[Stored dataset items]
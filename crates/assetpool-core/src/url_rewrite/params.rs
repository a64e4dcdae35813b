//! Appending query parameters without disturbing fragments.

use url::form_urlencoded::byte_serialize;

use crate::url_model::{has_query_param, split_url};

/// Append `params` to the query string of `url`, before any `#fragment`.
///
/// Parameters already present by name are left alone, so appending is
/// idempotent. Values are form-encoded; names are used as given.
pub fn add_params_to_url(url: &str, params: &[(&str, &str)]) -> String {
    let (base, query, fragment) = split_url(url);
    let mut out = base.to_string();
    let mut has_query = false;
    if let Some(q) = query.filter(|q| !q.is_empty()) {
        out.push('?');
        out.push_str(q);
        has_query = true;
    }
    for (name, value) in params {
        if has_query_param(url, name) {
            continue;
        }
        out.push(if has_query { '&' } else { '?' });
        out.push_str(name);
        out.push('=');
        out.extend(byte_serialize(value.as_bytes()));
        has_query = true;
    }
    if let Some(f) = fragment {
        out.push('#');
        out.push_str(f);
    }
    out
}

**Directions**
Every line from the one with "used as given." to the end of the records above should be returned exactly, and no other lines.

**Result of this exercise**
/// idempotent. Values are form-encoded; names are used as given.
pub fn add_params_to_url(url: &str, params: &[(&str, &str)]) -> String {
    let (base, query, fragment) = split_url(url);
    let mut out = base.to_string();
    let mut has_query = false;
    if let Some(q) = query.filter(|q| !q.is_empty()) {
        out.push('?');
        out.push_str(q);
        has_query = true;
    }
    for (name, value) in params {
        if has_query_param(url, name) {
            continue;
        }
        out.push(if has_query { '&' } else { '?' });
        out.push_str(name);
        out.push('=');
        out.extend(byte_serialize(value.as_bytes()));
        has_query = true;
    }
    if let Some(f) = fragment {
        out.push('#');
        out.push_str(f);
    }
    out
}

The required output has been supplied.